If you are reusing the same container (for another plant), be sure to wash it carefully and with the proper means. Any container is fine, but it must have at least one drainage hole at the bottom.
If you struggle with overwatering, try clay pots to keep roots dry enough. Clay also reduces waterlogging and salt buildup, as it tends to pull water and salt from potting mix.
If you struggle with underwatering, plastic or ceramic pots are best to better preserve water. Conditions such as the amount of sun, humidity of your home, plant size, time of year, etc. contribute to how much watering the plant will need.
Rather than marking days of the week or using fancy tools to tell if your plants need water, use your finger. Stick it into soil before watering, and only water if it’s dry to the touch.

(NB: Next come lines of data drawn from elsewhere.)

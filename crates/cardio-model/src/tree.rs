//! CART decision tree with Gini impurity splitting.
//!
//! Used standalone for testing and as the base learner of the random
//! forest. Candidate split features can be restricted to a random subset
//! per node (`max_features`), which is how the forest decorrelates its
//! trees; a plain tree considers every feature.

use cardio_core::{CardioError, Result};
use ndarray::{ArrayView1, ArrayView2};
use rand::seq::index::sample;
use rand_chacha::ChaCha8Rng;
use serde::{Deserialize, Serialize};

/// Hyperparameters for [`DecisionTree`].
#[derive(Debug, Clone, Serialize, Deserialize)]
pub struct DecisionTreeParams {
    /// Maximum tree depth (`None` = grow until pure or exhausted).
    pub max_depth: Option<usize>,
    /// Minimum number of samples required to split a node.
    pub min_samples_split: usize,
    /// Number of candidate features sampled per node (`None` = all).
    pub max_features: Option<usize>,
}

impl Default for DecisionTreeParams {
    fn default() -> Self {
        Self {
            max_depth: None,
            min_samples_split: 2,
            max_features: None,
        }
    }
}

/// A node of the fitted tree.
#[derive(Debug, Clone, Serialize, Deserialize)]
enum Node {
    /// Terminal node carrying the class-1 fraction of its training samples.
    Leaf { probability: f64, samples: usize },
    /// Internal split: rows with `value <= threshold` go left.
    Split {
        feature: usize,
        threshold: f64,
        left: Box<Node>,
        right: Box<Node>,
    },
}

/// A fitted CART classification tree.
#[derive(Debug, Clone, Serialize, Deserialize)]
pub struct DecisionTree {
    root: Node,
}

impl DecisionTree {
    /// Fit a tree on the given feature matrix and binary labels.
    ///
    /// The RNG drives per-node feature subsampling only; with
    /// `max_features: None` the fit is fully deterministic regardless of
    /// RNG state.
    pub fn fit(
        x: ArrayView2<'_, f64>,
        y: &[u8],
        params: &DecisionTreeParams,
        rng: &mut ChaCha8Rng,
    ) -> Result<Self> {
        if x.nrows() != y.len() {
            return Err(CardioError::Model(format!(
                "feature rows ({}) and labels ({}) disagree",
                x.nrows(),
                y.len()
            )));
        }
        if x.nrows() == 0 {
            return Err(CardioError::Model("cannot fit on an empty dataset".to_string()));
        }
        let indices: Vec<usize> = (0..x.nrows()).collect();
        let root = build_node(x, y, &indices, 0, params, rng);
        Ok(Self { root })
    }

    /// Class-1 fraction at the leaf this row falls into.
    pub fn predict_proba_row(&self, row: ArrayView1<'_, f64>) -> f64 {
        let mut node = &self.root;
        loop {
            match node {
                Node::Leaf { probability, .. } => return *probability,
                Node::Split {
                    feature,
                    threshold,
                    left,
                    right,
                } => {
                    node = if row[*feature] <= *threshold { left } else { right };
                }
            }
        }
    }

    /// Number of nodes in the fitted tree.
    pub fn node_count(&self) -> usize {
        fn count(node: &Node) -> usize {
            match node {
                Node::Leaf { .. } => 1,
                Node::Split { left, right, .. } => 1 + count(left) + count(right),
            }
        }
        count(&self.root)
    }
}

/// Recursively grow a node over `indices`.
fn build_node(
    x: ArrayView2<'_, f64>,
    y: &[u8],
    indices: &[usize],
    depth: usize,
    params: &DecisionTreeParams,
    rng: &mut ChaCha8Rng,
) -> Node {
    let n = indices.len();
    let positives = indices.iter().filter(|&&i| y[i] == 1).count();
    let probability = positives as f64 / n as f64;

    let depth_exhausted = params.max_depth.is_some_and(|d| depth >= d);
    let pure = positives == 0 || positives == n;
    if pure || n < params.min_samples_split || depth_exhausted {
        return Node::Leaf {
            probability,
            samples: n,
        };
    }

    let candidates = candidate_features(x.ncols(), params.max_features, rng);
    let parent_gini = gini(positives, n);

    let mut best: Option<(usize, f64, f64)> = None;
    for feature in candidates {
        if let Some((threshold, score)) = best_split_for_feature(x, y, indices, feature) {
            let improves = best.map_or(true, |(_, _, s)| score < s);
            if improves {
                best = Some((feature, threshold, score));
            }
        }
    }

    match best {
        Some((feature, threshold, score)) if score < parent_gini - 1e-12 => {
            let (left_idx, right_idx): (Vec<usize>, Vec<usize>) = indices
                .iter()
                .copied()
                .partition(|&i| x[[i, feature]] <= threshold);
            let left = build_node(x, y, &left_idx, depth + 1, params, rng);
            let right = build_node(x, y, &right_idx, depth + 1, params, rng);
            Node::Split {
                feature,
                threshold,
                left: Box::new(left),
                right: Box::new(right),
            }
        }
        _ => Node::Leaf {
            probability,
            samples: n,
        },
    }
}

/// Pick the candidate feature set for one node.
fn candidate_features(
    n_features: usize,
    max_features: Option<usize>,
    rng: &mut ChaCha8Rng,
) -> Vec<usize> {
    match max_features {
        Some(k) if k < n_features => sample(rng, n_features, k).into_vec(),
        _ => (0..n_features).collect(),
    }
}

/// Best threshold for one feature: midpoints between consecutive distinct
/// sorted values, scored by weighted child Gini impurity.
fn best_split_for_feature(
    x: ArrayView2<'_, f64>,
    y: &[u8],
    indices: &[usize],
    feature: usize,
) -> Option<(f64, f64)> {
    let n = indices.len();
    let mut values: Vec<(f64, u8)> = indices.iter().map(|&i| (x[[i, feature]], y[i])).collect();
    values.sort_by(|a, b| a.0.partial_cmp(&b.0).unwrap_or(std::cmp::Ordering::Equal));

    let total_pos = values.iter().filter(|(_, l)| *l == 1).count();

    let mut best: Option<(f64, f64)> = None;
    let mut left_n = 0_usize;
    let mut left_pos = 0_usize;
    for i in 0..n - 1 {
        left_n += 1;
        if values[i].1 == 1 {
            left_pos += 1;
        }
        // Only between distinct values is a threshold meaningful.
        if values[i].0 == values[i + 1].0 {
            continue;
        }
        let right_n = n - left_n;
        let right_pos = total_pos - left_pos;
        let weighted = (left_n as f64 * gini(left_pos, left_n)
            + right_n as f64 * gini(right_pos, right_n))
            / n as f64;
        let threshold = (values[i].0 + values[i + 1].0) / 2.0;
        let improves = best.map_or(true, |(_, s)| weighted < s);
        if improves {
            best = Some((threshold, weighted));
        }
    }
    best
}

/// Gini impurity of a binary node.
fn gini(positives: usize, total: usize) -> f64 {
    if total == 0 {
        return 0.0;
    }
    let p = positives as f64 / total as f64;
    2.0 * p * (1.0 - p)
}
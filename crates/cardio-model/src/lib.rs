//! Model layer for cardio
//!
//! Implements the fitted preprocessing transform, the two candidate
//! classifier families (penalized logistic regression and a seeded random
//! forest), the bundled preprocessing+classifier pipeline with its
//! versioned persisted artifact, classification metrics, and stratified
//! cross-validated grid search.

pub mod forest;
pub mod logistic;
pub mod metrics;
pub mod pipeline;
pub mod preprocess;
pub mod selection;
#[cfg(test)]
mod testdata;
pub mod tree;

pub use forest::{RandomForestClassifier, RandomForestParams};
pub use logistic::{LogisticRegression, LogisticRegressionParams, Penalty};
pub use metrics::{roc_auc_score, ConfusionMatrix, EvalMetrics};
pub use pipeline::{
    round_probability, Classifier, ModelParams, ModelPipeline, TrainedArtifact,
    ARTIFACT_SCHEMA_VERSION,
};
pub use preprocess::ColumnPreprocessor;
pub use selection::{
    cross_validate, forest_grid, grid_search, logistic_grid, CvScores, FoldIndices,
    GridSearchOutcome, StratifiedKFold,
};
pub use tree::{DecisionTree, DecisionTreeParams};
//! Stratified k-fold cross-validation and exhaustive grid search.
//!
//! Fold assignment shuffles each class independently with a seeded
//! ChaCha8 stream and deals the shuffled indices into folds, so class
//! ratios are preserved per fold and the assignment is reproducible from
//! the seed alone.

use crate::metrics::EvalMetrics;
use crate::pipeline::{ModelParams, ModelPipeline};
use crate::{LogisticRegressionParams, Penalty, RandomForestParams};
use cardio_core::{CardioError, Result};
use ndarray::{ArrayView2, Axis};
use rand::seq::SliceRandom;
use rand::SeedableRng;
use rand_chacha::ChaCha8Rng;
use tracing::debug;

/// Train/test index pair for one fold.
#[derive(Debug, Clone)]
pub struct FoldIndices {
    /// Row indices used for fitting.
    pub train: Vec<usize>,
    /// Row indices held out for scoring.
    pub test: Vec<usize>,
}

/// Stratified k-fold splitter with shuffling.
#[derive(Debug, Clone, Copy)]
pub struct StratifiedKFold {
    /// Number of folds.
    pub n_splits: usize,
    /// Shuffle seed.
    pub seed: u64,
}

impl StratifiedKFold {
    /// Create a splitter.
    pub fn new(n_splits: usize, seed: u64) -> Self {
        Self { n_splits, seed }
    }

    /// Assign every sample to exactly one test fold, preserving class
    /// ratios.
    ///
    /// Fails if there are fewer than two folds or any class has fewer
    /// samples than folds.
    pub fn split(&self, labels: &[u8]) -> Result<Vec<FoldIndices>> {
        if self.n_splits < 2 {
            return Err(CardioError::Model(format!(
                "n_splits must be at least 2, got {}",
                self.n_splits
            )));
        }

        let mut rng = ChaCha8Rng::seed_from_u64(self.seed);
        let mut by_class: [Vec<usize>; 2] = [Vec::new(), Vec::new()];
        for (i, &label) in labels.iter().enumerate() {
            by_class[usize::from(label == 1)].push(i);
        }

        for class in &by_class {
            if class.len() < self.n_splits {
                return Err(CardioError::Model(format!(
                    "a class has {} samples, fewer than {} folds",
                    class.len(),
                    self.n_splits
                )));
            }
        }

        let mut test_folds: Vec<Vec<usize>> = vec![Vec::new(); self.n_splits];
        for class in &mut by_class {
            class.shuffle(&mut rng);
            // Deal the shuffled class into folds: the first `len % k`
            // folds take one extra sample.
            let base = class.len() / self.n_splits;
            let extra = class.len() % self.n_splits;
            let mut offset = 0;
            for (fold, test) in test_folds.iter_mut().enumerate() {
                let take = base + usize::from(fold < extra);
                test.extend_from_slice(&class[offset..offset + take]);
                offset += take;
            }
        }

        let folds = test_folds
            .into_iter()
            .map(|mut test| {
                test.sort_unstable();
                let mut in_test = vec![false; labels.len()];
                for &i in &test {
                    in_test[i] = true;
                }
                let train = (0..labels.len()).filter(|&i| !in_test[i]).collect();
                FoldIndices { train, test }
            })
            .collect();

        Ok(folds)
    }
}

// ---------------------------------------------------------------------------
// Cross-validation
// ---------------------------------------------------------------------------

/// Mean metrics across folds for one candidate configuration.
#[derive(Debug, Clone, Copy)]
pub struct CvScores {
    /// Mean accuracy.
    pub accuracy: f64,
    /// Mean precision.
    pub precision: f64,
    /// Mean recall.
    pub recall: f64,
    /// Mean area under the ROC curve.
    pub roc_auc: f64,
}

impl CvScores {
    fn mean_of(per_fold: &[EvalMetrics]) -> Self {
        let n = per_fold.len() as f64;
        let sum = |f: fn(&EvalMetrics) -> f64| per_fold.iter().map(f).sum::<f64>() / n;
        Self {
            accuracy: sum(|m| m.accuracy),
            precision: sum(|m| m.precision),
            recall: sum(|m| m.recall),
            roc_auc: sum(|m| m.roc_auc),
        }
    }
}

impl std::fmt::Display for CvScores {
    fn fmt(&self, f: &mut std::fmt::Formatter<'_>) -> std::fmt::Result {
        write!(
            f,
            "acc={:.4} prec={:.4} rec={:.4} auc={:.4}",
            self.accuracy, self.precision, self.recall, self.roc_auc
        )
    }
}

/// Fit and score one candidate configuration across the given folds.
///
/// Each fold fits a fresh pipeline (preprocessor statistics included) on
/// the fold's training rows only, then scores the held-out rows.
pub fn cross_validate(
    x: ArrayView2<'_, f64>,
    y: &[u8],
    folds: &[FoldIndices],
    params: &ModelParams,
) -> Result<CvScores> {
    if folds.is_empty() {
        return Err(CardioError::Model("no folds to cross-validate".to_string()));
    }

    let mut per_fold = Vec::with_capacity(folds.len());
    for fold in folds {
        let x_train = x.select(Axis(0), &fold.train);
        let y_train: Vec<u8> = fold.train.iter().map(|&i| y[i]).collect();
        let x_test = x.select(Axis(0), &fold.test);
        let y_test: Vec<u8> = fold.test.iter().map(|&i| y[i]).collect();

        let pipeline = ModelPipeline::fit(x_train.view(), &y_train, params)?;
        let scores = pipeline.predict_proba(x_test.view())?;
        per_fold.push(EvalMetrics::from_scores(&y_test, &scores, 0.5));
    }

    Ok(CvScores::mean_of(&per_fold))
}

// ---------------------------------------------------------------------------
// Grid search
// ---------------------------------------------------------------------------

/// Outcome of an exhaustive grid search over one family.
#[derive(Debug, Clone)]
pub struct GridSearchOutcome {
    /// The winning configuration.
    pub params: ModelParams,
    /// Cross-validated metrics of the winning configuration.
    pub cv: CvScores,
    /// The winning configuration refitted on the full dataset.
    pub pipeline: ModelPipeline,
}

/// Evaluate every configuration in `grid` with the shared folds, pick the
/// best mean ROC-AUC, and refit it on the full dataset.
pub fn grid_search(
    x: ArrayView2<'_, f64>,
    y: &[u8],
    folds: &[FoldIndices],
    grid: &[ModelParams],
) -> Result<GridSearchOutcome> {
    if grid.is_empty() {
        return Err(CardioError::Model("empty hyperparameter grid".to_string()));
    }

    let mut best: Option<(usize, CvScores)> = None;
    for (i, params) in grid.iter().enumerate() {
        let cv = cross_validate(x, y, folds, params)?;
        debug!(candidate = i, family = params.family(), %cv, "Scored grid candidate");
        let improves = best.as_ref().map_or(true, |(_, b)| cv.roc_auc > b.roc_auc);
        if improves {
            best = Some((i, cv));
        }
    }

    // The grid is non-empty, so a best candidate always exists.
    let (index, cv) = best.ok_or_else(|| CardioError::Model("grid search found no candidate".to_string()))?;
    let params = grid[index].clone();
    let pipeline = ModelPipeline::fit(x, y, &params)?;

    Ok(GridSearchOutcome { params, cv, pipeline })
}

/// The logistic-regression search grid: `C` × penalty.
pub fn logistic_grid() -> Vec<ModelParams> {
    let mut grid = Vec::new();
    for c in [0.01, 0.1, 1.0, 10.0] {
        for penalty in [Penalty::L1, Penalty::L2] {
            grid.push(ModelParams::LogisticRegression(LogisticRegressionParams {
                c,
                penalty,
                ..LogisticRegressionParams::default()
            }));
        }
    }
    grid
}

/// The random-forest search grid: tree count × depth × split size.
pub fn forest_grid(seed: u64) -> Vec<ModelParams> {
    let mut grid = Vec::new();
    for n_trees in [100, 200] {
        for max_depth in [None, Some(5), Some(10)] {
            for min_samples_split in [2, 5] {
                grid.push(ModelParams::RandomForest(RandomForestParams {
                    n_trees,
                    max_depth,
                    min_samples_split,
                    seed,
                }));
            }
        }
    }
    grid
}
//! HTTP inference service for the trained heart-disease classifier.
//!
//! Library surface used by the `cardio-serve` binary and by integration
//! tests: configuration loading, the shared application state, and the
//! router with its handlers.

pub mod config;
pub mod service;

pub use service::{build_router, health_handler, predict_handler, AppState, PredictionResponse};
//! Tracing subscriber setup.

use tracing_subscriber::EnvFilter;
use tracing_subscriber::layer::SubscriberExt;
use tracing_subscriber::util::SubscriberInitExt;

/// Installs a global `fmt` subscriber filtered by `filter`.
///
/// `RUST_LOG` takes precedence over `filter` when set. An unparsable filter
/// falls back to `info`. Returns `false` if a global subscriber was already
/// installed, in which case nothing changes.
pub fn init_tracing(filter: &str) -> bool {
    let filter = EnvFilter::try_from_default_env()
        .or_else(|_| EnvFilter::try_new(filter))
        .unwrap_or_else(|_| EnvFilter::new("info"));

    tracing_subscriber::registry()
        .with(filter)
        .with(tracing_subscriber::fmt::layer().with_target(true))
        .try_init()
        .is_ok()
}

Avoid decorative containers when you can (since they usually don’t have holes and water will eventually gather at the bottom). Just be sure to pour out the excess water if you do use these for your plant pot.
Occasional fertilizing is also recommended (especially material rich in minerals), so be sure to research what may be best for your plant.
How to Repot a Houseplant
- Water the plant an hour before you plan to repot, to make soil moist and removal easier.
- Remove the plant from the original pot. Set the pot on its side, and by either grasping the plant at the base or shaking it, gently pull it from the pot. If the plant is stuck to the sides, lightly run a sharp tool along the edges.
- Do not pull by thinner stems; another strategy is holding it upside down while grasping the plant by soil top and between fingers and knocking the container.
- Slightly break up the root ball so the roots are loose. This will allow them to take root in the new pot and absorb water and nutrients.
- If you have circling/dead roots, be sure to cut them. Replace as much of the old soil with fresh soil as possible (without disturbing the roots).
- Partially fill your new pot with fresh soil/potting mix, enough that the top of the root ball is about an inch below the lip/rim of the pot.
- Place your plant in the new pot and make sure it is centered. Fill the pot until it is about an inch from the top and lightly pat down the soil to give enough room for growth and watering.
Note: It’s important not to pack tightly, but firm enough; tap surface level or gently press with fingertips.
Note: If you just bought a plant, we recommended keeping it in the pot it came in for a few weeks so it can adjust.